The SystemsRock approach is to minimize and simplify as much as they can. They start by looking at the client’s backend setup and what tools they are using. They look to see if they can simplify the amount to tools being used and look to combine system processes to as few tools as possible. They like to tailor the setup to the needs of the business so they really dive into this process to get feedback from the team members on how they like the tools and what exactly each individual team member uses the tool for. 

Natasha sees tons of different systems and tools used for a variety of businesses. However, her favorite tool to recommend is Airtable. She loves that it allows you to combine different types of data in one place and that it plays so well with other tools making it easy to move or automate data into airtable because it is all relational. She sees it as a major time saver.  

When Natasha discovered airtable, it was because a previous client came back to her for help with a new challenge. The client needed a better way to match their new client writers to one of their coaches. The process was done manually and was very long and complicated because of all the factors they had to consider. They looked at both the writers’ and coaches’ preferred genres, personal preferences, specific topics, timezones, and much more. As Natasha was digging into solutions for this system, she found Airtable. After inputting all the data and creating her new system, their process that once took hours each week took only a few minutes. Seeing that she was able to revolutionize her client’s systems, she fell in love with the tool and could already see endless possibilities for what the airtable system could do. 

 

Demo: Dashboard for Membership Site (Template)

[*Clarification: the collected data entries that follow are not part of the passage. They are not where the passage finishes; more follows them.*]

#[utoipa::path(
    post,
    path = "/",
    tag = "Titles",
    operation_id = "createTitle",
    summary = "Create a title (admin)",
    request_body = CreateTitleRequest,
    responses(
        (status = 201, description = "Title created", body = TitleResponse),
        (status = 400, description = "Validation error (VALIDATION_ERROR)", body = ErrorBody),
        (status = 401, description = "Unauthorized (TOKEN_MISSING, TOKEN_INVALID)", body = ErrorBody),
        (status = 403, description = "Forbidden (PERMISSION_DENIED)", body = ErrorBody),
    ),
    security(("jwt" = [])),
)]
#[instrument(skip(state, auth_user, payload), fields(name = %payload.name))]
pub async fn create_title(
    auth_user: AuthUser,
    State(state): State<AppState>,
    AppJson(payload): AppJson<CreateTitleRequest>,
) -> Result<impl IntoResponse, AppError> {
    policy::require_request(Some(&auth_user), Access::Write, Resource::Catalog)?;
    validate_create_title(&payload)?;

    let txn = state.db.begin().await?;

    let category_id = match payload.category {
        Some(ref slug) => Some(resolve_category(&txn, slug).await?),
        None => None,
    };
    let genre_ids = resolve_genres(&txn, &payload.genre).await?;

    let new_title = title::ActiveModel {
        name: Set(payload.name.trim().to_string()),
        year: Set(payload.year),
        description: Set(payload.description),
        category_id: Set(category_id),
        ..Default::default()
    };
    let model = new_title.insert(&txn).await?;

    for genre_id in &genre_ids {
        let join = title_genre::ActiveModel {
            title_id: Set(model.id),
            genre_id: Set(*genre_id),
        };
        join.insert(&txn).await?;
    }

    txn.commit().await?;

    let response = load_title_response(&state.db, model).await?;
    Ok((StatusCode::CREATED, Json(response)))
}

#[utoipa::path(
    get,
    path = "/{title_id}",
    tag = "Titles",
    operation_id = "getTitle",
    summary = "Get a title by ID",
    params(("title_id" = i32, Path, description = "Title ID")),
    responses(
        (status = 200, description = "Title details", body = TitleResponse),
        (status = 404, description = "Title not found (NOT_FOUND)", body = ErrorBody),
    ),
)]
#[instrument(skip(state), fields(title_id))]
pub async fn get_title(
    State(state): State<AppState>,
    Path(title_id): Path<i32>,
) -> Result<Json<TitleResponse>, AppError> {
    let model = find_title(&state.db, title_id).await?;
    let response = load_title_response(&state.db, model).await?;
    Ok(Json(response))
}
use serde::{Deserialize, Serialize};

use crate::entity::{category, genre};
use crate::error::AppError;

use super::shared::Pagination;

pub const NAME_MAX: usize = 256;
pub const SLUG_MAX: usize = 50;

/// Validate a display name (1-256 Unicode characters after trimming).
pub fn validate_name(name: &str) -> Result<(), AppError> {
    let name = name.trim();
    if name.is_empty() || name.chars().count() > NAME_MAX {
        return Err(AppError::Validation(format!(
            "Name must be 1-{NAME_MAX} characters"
        )));
    }
    Ok(())
}

/// Validate a URL slug: 1-50 chars from `[a-z0-9_-]`.
pub fn validate_slug(slug: &str) -> Result<(), AppError> {
    if slug.is_empty() || slug.len() > SLUG_MAX {
        return Err(AppError::Validation(format!(
            "Slug must be 1-{SLUG_MAX} characters"
        )));
    }
    if !slug
        .chars()
        .all(|c| c.is_ascii_lowercase() || c.is_ascii_digit() || c == '-' || c == '_')
    {
        return Err(AppError::Validation(
            "Slug may contain only lowercase letters, digits, '-' and '_'".into(),
        ));
    }
    Ok(())
}

/// Request body for creating a category or genre.
#[derive(Deserialize, utoipa::ToSchema)]
pub struct CreateTaxonRequest {
    #[schema(example = "Movies")]
    pub name: String,
    #[schema(example = "movies")]
    pub slug: String,
}

/// Request body for updating a category or genre.
#[derive(Deserialize, Default, PartialEq, utoipa::ToSchema)]
pub struct UpdateTaxonRequest {
    pub name: Option<String>,
    pub slug: Option<String>,
}

pub fn validate_create_taxon(payload: &CreateTaxonRequest) -> Result<(), AppError> {
    validate_name(&payload.name)?;
    validate_slug(&payload.slug)?;
    Ok(())
}

pub fn validate_update_taxon(payload: &UpdateTaxonRequest) -> Result<(), AppError> {
    if let Some(ref name) = payload.name {
        validate_name(name)?;
    }
    if let Some(ref slug) = payload.slug {
        validate_slug(slug)?;
    }
    Ok(())
}

#[derive(Serialize, utoipa::ToSchema)]
pub struct CategoryResponse {
    #[schema(example = "Movies")]
    pub name: String,
    #[schema(example = "movies")]
    pub slug: String,
}

impl From<category::Model> for CategoryResponse {
    fn from(model: category::Model) -> Self {
        Self {
            name: model.name,
            slug: model.slug,
        }
    }
}

#[derive(Serialize, utoipa::ToSchema)]
pub struct GenreResponse {
    #[schema(example = "Drama")]
    pub name: String,
    #[schema(example = "drama")]
    pub slug: String,
}

impl From<genre::Model> for GenreResponse {
    fn from(model: genre::Model) -> Self {
        Self {
            name: model.name,
            slug: model.slug,
        }
    }
}

#[derive(Serialize, utoipa::ToSchema)]
pub struct CategoryListResponse {
    pub data: Vec<CategoryResponse>,
    pub pagination: Pagination,
}

#[derive(Serialize, utoipa::ToSchema)]
pub struct GenreListResponse {
    pub data: Vec<GenreResponse>,
    pub pagination: Pagination,
}

#[derive(Deserialize, utoipa::IntoParams)]
pub struct TaxonListQuery {
    pub page: Option<u64>,
    pub per_page: Option<u64>,
    /// Case-insensitive name substring filter.
    pub search: Option<String>,
}
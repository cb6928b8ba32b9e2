use axum::{Json, extract::State};
use chrono::{Duration, Utc};
use sea_orm::*;
use tracing::instrument;

use crate::entity::user;
use crate::error::{AppError, ErrorBody};
use crate::extractors::json::AppJson;
use crate::models::auth::{
    SignupRequest, SignupResponse, TokenRequest, TokenResponse, validate_signup_request,
    validate_token_request,
};
use crate::policy;
use crate::state::AppState;
use crate::utils::{confirmation, jwt};

const CONFIRMATION_SUBJECT: &str = "Your Laurel confirmation code";

/// Register a new account, or re-request a code for an existing one.
///
/// The confirmation code goes out by email and is never part of the
/// response. Repeating the call with the same (username, email) pair is the
/// supported way to recover from a lost mail.
#[utoipa::path(
    post,
    path = "/signup",
    tag = "Auth",
    operation_id = "signup",
    summary = "Register and receive a confirmation code by email",
    request_body = SignupRequest,
    responses(
        (status = 200, description = "Code issued and dispatched", body = SignupResponse),
        (status = 400, description = "Validation error (VALIDATION_ERROR)", body = ErrorBody),
        (status = 409, description = "Username or email belongs to a different account (CONFLICT)", body = ErrorBody),
    ),
)]
#[instrument(skip(state, payload), fields(username = %payload.username))]
pub async fn signup(
    State(state): State<AppState>,
    AppJson(payload): AppJson<SignupRequest>,
) -> Result<Json<SignupResponse>, AppError> {
    validate_signup_request(&payload)?;

    let username = payload.username.trim().to_string();
    let email = payload.email.trim().to_string();

    let by_username = user::Entity::find()
        .filter(user::Column::Username.eq(&username))
        .one(&state.db)
        .await?;
    let by_email = user::Entity::find()
        .filter(user::Column::Email.eq(&email))
        .one(&state.db)
        .await?;

    let user = match (by_username, by_email) {
        // The pair points at one account: idempotent re-request.
        (Some(by_username), Some(by_email)) if by_username.id == by_email.id => by_username,
        (_, Some(_)) => {
            return Err(AppError::Conflict(
                "Email is already registered under a different username".into(),
            ));
        }
        (Some(_), _) => {
            return Err(AppError::Conflict(
                "Username is already registered with a different email".into(),
            ));
        }
        (None, None) => {
            let new_user = user::ActiveModel {
                username: Set(username),
                email: Set(email),
                role: Set(policy::DEFAULT_ROLE.as_str().to_string()),
                is_superuser: Set(false),
                is_active: Set(false),
                created_at: Set(Utc::now()),
                ..Default::default()
            };

            // The unique columns are the real guard; the lookups above only
            // shape the error message. A lost race lands here.
            new_user.insert(&state.db).await.map_err(|e| match e.sql_err() {
                Some(SqlErr::UniqueConstraintViolation(_)) => {
                    AppError::Conflict("Username or email was registered concurrently".into())
                }
                _ => AppError::from(e),
            })?
        }
    };

    let code = confirmation::issue(&user, &state.config.auth.token_secret, Utc::now());
    let body = format!(
        "Hello {},\n\nYour confirmation code is: {}\n\nExchange it at /api/v1/auth/token within {} hours.",
        user.username, code, state.config.auth.confirmation_ttl_hours,
    );

    // The user row is already committed; a failed dispatch is reported, not
    // compensated.
    let warning = match state.mailer.send(&user.email, CONFIRMATION_SUBJECT, &body).await {
        Ok(()) => None,
        Err(e) => {
            tracing::warn!(error = %e, username = %user.username, "Confirmation mail dispatch failed");
            Some("Confirmation email could not be delivered; repeat signup to request a new code".into())
        }
    };

    Ok(Json(SignupResponse {
        email: user.email,
        username: user.username,
        warning,
    }))
}

/// Exchange a confirmation code for a bearer token.
#[utoipa::path(
    post,
    path = "/token",
    tag = "Auth",
    operation_id = "obtainToken",
    summary = "Exchange a confirmation code for a bearer token",
    request_body = TokenRequest,
    responses(
        (status = 200, description = "Token issued", body = TokenResponse),
        (status = 400, description = "Invalid or stale code (INVALID_CONFIRMATION_CODE)", body = ErrorBody),
        (status = 404, description = "Unknown username (NOT_FOUND)", body = ErrorBody),
    ),
)]
#[instrument(skip(state, payload), fields(username = %payload.username))]
pub async fn token(
    State(state): State<AppState>,
    AppJson(payload): AppJson<TokenRequest>,
) -> Result<Json<TokenResponse>, AppError> {
    validate_token_request(&payload)?;

    let username = payload.username.trim();

    let user = user::Entity::find()
        .filter(user::Column::Username.eq(username))
        .one(&state.db)
        .await?
        .ok_or_else(|| AppError::NotFound("User not found".into()))?;

    let ttl = Duration::hours(state.config.auth.confirmation_ttl_hours);
    if !confirmation::verify(
        &user,
        &payload.confirmation_code,
        &state.config.auth.token_secret,
        ttl,
        Utc::now(),
    ) {
        return Err(AppError::InvalidConfirmationCode);
    }

    // First exchange activates the account. The write also rotates the state
    // fingerprint, so the code that was just used stops verifying.
    let user = if user.is_active {
        user
    } else {
        let mut active: user::ActiveModel = user.into();
        active.is_active = Set(true);
        active.update(&state.db).await?
    };

    let token = jwt::sign(
        user.id,
        &user.username,
        &state.config.auth.token_secret,
        state.config.auth.token_ttl_hours,
    )
    .map_err(|e| AppError::Internal(format!("Token sign error: {e}")))?;

    Ok(Json(TokenResponse {
        username: user.username,
        token,
    }))
}
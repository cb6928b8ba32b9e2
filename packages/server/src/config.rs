use config::{Config, ConfigError, Environment, File};
use serde::Deserialize;

#[derive(Debug, Deserialize, Clone)]
pub struct CorsConfig {
    pub allow_origins: Vec<String>,
    pub max_age: u64,
}

impl Default for CorsConfig {
    fn default() -> Self {
        Self {
            allow_origins: vec![],
            max_age: 3600,
        }
    }
}

#[derive(Debug, Deserialize, Clone)]
pub struct ServerConfig {
    pub host: String,
    pub port: u16,
    #[serde(default)]
    pub cors: CorsConfig,
}

#[derive(Debug, Deserialize, Clone)]
pub struct DatabaseConfig {
    pub url: String,
}

/// Signing configuration for bearer tokens and confirmation codes.
///
/// Injected into the token/code paths through `AppState`; nothing reads it
/// from ambient global state.
#[derive(Debug, Deserialize, Clone)]
pub struct AuthConfig {
    pub token_secret: String,
    /// Bearer token lifetime in hours. Default: 7 days.
    #[serde(default = "default_token_ttl_hours")]
    pub token_ttl_hours: i64,
    /// Confirmation code lifetime in hours. Default: 24 hours.
    #[serde(default = "default_confirmation_ttl_hours")]
    pub confirmation_ttl_hours: i64,
}

fn default_token_ttl_hours() -> i64 {
    168
}
fn default_confirmation_ttl_hours() -> i64 {
    24
}

/// Bounds for review scores.
#[derive(Debug, Deserialize, Clone)]
pub struct ReviewConfig {
    #[serde(default = "default_score_min")]
    pub score_min: i16,
    #[serde(default = "default_score_max")]
    pub score_max: i16,
}

fn default_score_min() -> i16 {
    1
}
fn default_score_max() -> i16 {
    10
}

impl Default for ReviewConfig {
    fn default() -> Self {
        Self {
            score_min: default_score_min(),
            score_max: default_score_max(),
        }
    }
}

/// Optional bootstrap administrator, created at startup if absent.
#[derive(Debug, Deserialize, Clone)]
pub struct AdminConfig {
    pub username: String,
    pub email: String,
}

#[derive(Debug, Deserialize, Clone)]
pub struct AppConfig {
    pub server: ServerConfig,
    pub database: DatabaseConfig,
    pub auth: AuthConfig,
    #[serde(default)]
    pub review: ReviewConfig,
    pub admin: Option<AdminConfig>,
}

impl AppConfig {
    pub fn load() -> Result<Self, ConfigError> {
        let s = Config::builder()
            .set_default("server.host", "127.0.0.1")?
            .set_default("server.port", 3000)?
            // Load from config/config.toml
            .add_source(File::with_name("config/config").required(false))
            // Override from environment (e.g., LAUREL__AUTH__TOKEN_SECRET)
            .add_source(Environment::with_prefix("LAUREL").separator("__"))
            .build()?;

        s.try_deserialize()
    }
}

  • This was built for an owner of a membership site (you have a large group of people that you share a membership with)
  • Membership business models make it easy to predict your revenue, but comes with a lot of data to track
  • Includes an intake form for new members to sign up. Once a new member completes the form, their data automatically goes where it is needed 
  • The beauty of this base is the dashboard shows all the important data in one view 
  • Allows you at add-in automation if you’d like (example: membership type and start date can be added automatically via the payment processor)
  • Lifetime value is calculated automatically 
  • You can see the average of days/month someone stays a member 
  • Tables Include Database, Stasticits, Feeback, Testimonials, Payment Log, Resources, Content

We love Natasha’s thought process of simplifying workflows and using powerful tools like airtable to help make your life easier. Her demo Memberships Site base is a great example of how to collect and automate the collection of data to make your workflows smooth and to be able to see the information that is important to you all in one place. Thank you for being so passionate about systems and showing us an excellent example of how to use airtable in a way that really works.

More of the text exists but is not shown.